For analyzing the different floristic components of the forest, we used plots in which all the vascular plant species were recorded and their abundance estimated. In Europe, thanks to the Braun-Blanquet tradition in Vegetation Science, there are large amounts of data collected in a relatively consistent way. These data were extracted from the large datasets of vegetation plots currently available (EVA and some others) and we selected 9000 plots occurring in nine European areas (1000 plots in each) covering the geographic and climatic variability of Western Eurasia.
We found that three main drivers are controlling the broad-scale distribution patterns of plant life forms and vegetation layers: current climate, topographic conditions and past climate. Considering the number of species per region in the different layers, the general trends show that the lowest richness is in the oceanic northwest and the highest in southern central Europe, where the climate has a higher annual temperature range (continentality). Southern European regions are much richer in species, as expected from their warmer climate, their abundance of mountains and the presence of Pleistocene refugia for many tree species.
Considering the most significant life-forms, we can focus on evergreen broadleaf woody plants (trees and shrubs), which are more represented in the southern regions: Italy, Balkans and Euxinian, reaching their maximal number in the Iberian Peninsula. This group is present in oceanic and warm areas with lower summer precipitation regimes, which have changed little since glacial times. This could be related to the refugial role of Mediterranean mountains during the Pleistocene which allowed the survival of elements from the ancient evergreen laurophyllous forests occupied large areas of Europe in the Tertiary and were later replaced by the current deciduous forests. Their presence could be interpreted as a heritage from the remote past, surviving in a higher proportion in areas with relatively warmer and less severe climate in the Quaternary.
While the diversity of trees is mainly linked to current climatic conditions, the shrub layer is also driven by postglacial-glacial climatic stability, measured by temperature differences between the LGM and current climate, suggesting a different origin from forest trees. Likely, the deciduous shrubs, due to their higher fitness and ecologic plasticity, survived better than trees during the dramatic climatic variations of the Pleistocene. Shrublands probably replaced the forests during the coldest periods offering, at the end of the LGM, a sort of natural ‘nursery’ for the tree recovery during the recolonization. A complementary explanation for this point is that many of the shrubs can be regarded as initially external elements to the forests. Some of them are actually heliophilous species that are non-dependent on the shady forest ecosystems but survive under the shade due to the regular seed input commonly caused by birds.
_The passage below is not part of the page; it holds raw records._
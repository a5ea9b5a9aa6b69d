//! facecheck-core: face presence detection and identity verification.
//!
//! Uses SCRFD for face detection and ArcFace for face recognition, both
//! running via ONNX Runtime for CPU inference. Images arrive as base64 text
//! or raw container bytes and leave as a JSON response envelope.

pub mod alignment;
pub mod codec;
pub mod detector;
pub mod outcome;
pub mod presence;
pub mod recognizer;
pub mod response;
pub mod service;
pub mod types;
pub mod verifier;

#[cfg(any(test, feature = "testing"))]
pub mod testing;

pub use detector::{FaceDetect, FaceDetector};
pub use outcome::{DistanceMetric, Failure, FailureKind, Verification, VerificationOutcome};
pub use presence::{PresenceDetector, PresenceParams};
pub use recognizer::{FaceEmbed, FaceRecognizer};
pub use response::Envelope;
pub use service::{ReferenceResolver, ResolveError, ServiceSettings, VerificationService};
pub use types::{BoundingBox, Embedding, FacePresence, ImagePayload, PixelBuffer, ReferenceKey};
pub use verifier::FaceVerifier;

/// SCRFD detection model file name inside the model directory.
pub const SCRFD_MODEL_FILE: &str = "det_10g.onnx";
/// ArcFace recognition model file name inside the model directory.
pub const ARCFACE_MODEL_FILE: &str = "w600k_r50.onnx";
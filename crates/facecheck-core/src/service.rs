//! Request-level orchestration: decode payloads, run presence or verification,
//! and normalise every failure into a typed outcome.

use crate::codec::{self, DecodeLimits};
use crate::detector::FaceDetect;
use crate::outcome::{Failure, FailureKind, VerificationOutcome};
use crate::presence::{PresenceDetector, PresenceParams};
use crate::recognizer::FaceEmbed;
use crate::types::{FacePresence, ImagePayload, PixelBuffer, ReferenceKey};
use crate::verifier::FaceVerifier;
use thiserror::Error;

#[derive(Error, Debug)]
#[error("reference lookup failed: {0}")]
pub struct ResolveError(pub String);

/// Lookup capability supplied by the record store that owns reference images.
///
/// `Ok(None)` means the key is unknown.
pub trait ReferenceResolver {
    fn resolve(&self, key: &ReferenceKey) -> Result<Option<ImagePayload>, ResolveError>;
}

impl<F> ReferenceResolver for F
where
    F: Fn(&ReferenceKey) -> Result<Option<ImagePayload>, ResolveError>,
{
    fn resolve(&self, key: &ReferenceKey) -> Result<Option<ImagePayload>, ResolveError> {
        self(key)
    }
}

/// Tunables of the service that do not belong to a single component.
#[derive(Debug, Clone)]
pub struct ServiceSettings {
    pub decode_limits: DecodeLimits,
    pub presence: PresenceParams,
    /// Height of stored references; width follows the fixed 9:16 aspect.
    pub reference_height: u32,
    /// JPEG quality of stored references (0–100).
    pub reference_quality: u8,
}

impl Default for ServiceSettings {
    fn default() -> Self {
        Self {
            decode_limits: DecodeLimits::default(),
            presence: PresenceParams::default(),
            reference_height: 640,
            reference_quality: 60,
        }
    }
}

/// Stateless per call; owns the model backends for the life of the process.
pub struct VerificationService<D, E> {
    detector: D,
    embedder: E,
    presence: PresenceDetector,
    verifier: FaceVerifier,
    settings: ServiceSettings,
}

impl<D: FaceDetect, E: FaceEmbed> VerificationService<D, E> {
    pub fn new(detector: D, embedder: E, verifier: FaceVerifier, settings: ServiceSettings) -> Self {
        Self {
            detector,
            embedder,
            presence: PresenceDetector::new(settings.presence),
            verifier,
            settings,
        }
    }

    /// Compare two directly supplied frames.
    pub fn verify_by_frames(&mut self, captured: &ImagePayload, reference: &ImagePayload) -> VerificationOutcome {
        let outcome = match self.decode_pair(captured, reference) {
            Ok((cap, reference)) => self.verifier.verify(&mut self.detector, &mut self.embedder, &cap, &reference),
            Err(failure) => VerificationOutcome::Error(failure),
        };
        log_outcome("verify_by_frames", &outcome);
        outcome
    }

    /// Compare a captured frame against the reference stored under `key`.
    ///
    /// The key is resolved before anything is decoded, so an unknown subject is
    /// reported as `NotFound` regardless of the captured payload. A stored
    /// reference that cannot be decoded is a `Backend` failure, not the caller's.
    pub fn verify_by_identity<R>(
        &mut self,
        captured: &ImagePayload,
        key: &ReferenceKey,
        resolver: &R,
    ) -> VerificationOutcome
    where
        R: ReferenceResolver + ?Sized,
    {
        let outcome = match resolver.resolve(key) {
            Ok(Some(reference)) => match self.decode_with_stored(captured, &reference, key) {
                Ok((cap, reference)) => self.verifier.verify(&mut self.detector, &mut self.embedder, &cap, &reference),
                Err(failure) => VerificationOutcome::Error(failure),
            },
            Ok(None) => VerificationOutcome::Error(Failure::not_found(format!("no reference face stored for '{key}'"))),
            Err(e) => VerificationOutcome::Error(Failure::backend(e.to_string())),
        };
        log_outcome("verify_by_identity", &outcome);
        outcome
    }

    /// Decide whether any face is present in `image`.
    pub fn check_presence(&mut self, image: &ImagePayload) -> Result<FacePresence, Failure> {
        let result = self.decode_one(image, "image").and_then(|buffer| {
            self.presence
                .detect(&mut self.detector, &buffer)
                .map_err(Failure::from)
        });
        match &result {
            Ok(presence) => tracing::info!(
                face_exists = presence.face_exists,
                regions = presence.regions.len(),
                "check_presence"
            ),
            Err(failure) => log_failure("check_presence", failure),
        }
        result
    }

    /// Turn an enrollment photo into the compressed bytes a store keeps as the
    /// reference. The photo must contain a face.
    pub fn prepare_reference(&mut self, image: &ImagePayload) -> Result<Vec<u8>, Failure> {
        let result = self.decode_one(image, "image").and_then(|buffer| {
            let presence = self.presence.detect(&mut self.detector, &buffer)?;
            if !presence.face_exists {
                return Err(Failure::no_face());
            }
            Ok(codec::compress_reference(
                &buffer,
                self.settings.reference_height,
                self.settings.reference_quality,
            )?)
        });
        if let Err(failure) = &result {
            log_failure("prepare_reference", failure);
        }
        result
    }

    fn decode_one(&self, payload: &ImagePayload, field: &str) -> Result<PixelBuffer, Failure> {
        if payload.is_empty() {
            return Err(Failure::malformed(format!("missing {field} data")));
        }
        codec::decode(payload, &self.settings.decode_limits)
            .map_err(|e| Failure::malformed(format!("{field}: {e}")))
    }

    fn decode_pair(
        &self,
        captured: &ImagePayload,
        reference: &ImagePayload,
    ) -> Result<(PixelBuffer, PixelBuffer), Failure> {
        let captured = self.decode_one(captured, "captured frame")?;
        let reference = self.decode_one(reference, "reference frame")?;
        Ok((captured, reference))
    }

    fn decode_with_stored(
        &self,
        captured: &ImagePayload,
        stored: &ImagePayload,
        key: &ReferenceKey,
    ) -> Result<(PixelBuffer, PixelBuffer), Failure> {
        let captured = self.decode_one(captured, "captured frame")?;
        let reference = codec::decode(stored, &self.settings.decode_limits)
            .map_err(|e| Failure::backend(format!("stored reference for '{key}' is unreadable: {e}")))?;
        Ok((captured, reference))
    }
}

fn log_outcome(op: &'static str, outcome: &VerificationOutcome) {
    match outcome {
        VerificationOutcome::Match(v) | VerificationOutcome::NoMatch(v) => tracing::info!(
            op,
            matched = outcome.is_match(),
            distance = v.distance,
            threshold = v.threshold,
            "verification complete"
        ),
        VerificationOutcome::Error(failure) => log_failure(op, failure),
    }
}

fn log_failure(op: &'static str, failure: &Failure) {
    match failure.kind {
        FailureKind::Backend => tracing::error!(op, reason = %failure.reason, "backend failure"),
        kind => tracing::info!(op, ?kind, reason = %failure.reason, "request rejected"),
    }
}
Many of these under-canopy shrubs constitute sink populations of individuals of low vitality, which are maintained thanks to the constant import of propagules from external populations that receive enough light to vigorously flower and form fruits. Actually, many shrub species live currently outside forests. Likely, many shrub populations were separated from the surviving forests during the LGM, and only during the Holocene the expansion of the forests resulted in the co-occurrence with shrublands.
We have observed that deconstructing forest communities into life-forms and vegetation layers and their separate analysis can help to characterize the relationships of vegetation to current environmental conditions and history by examining whether species in these groups follow similar or different patterns.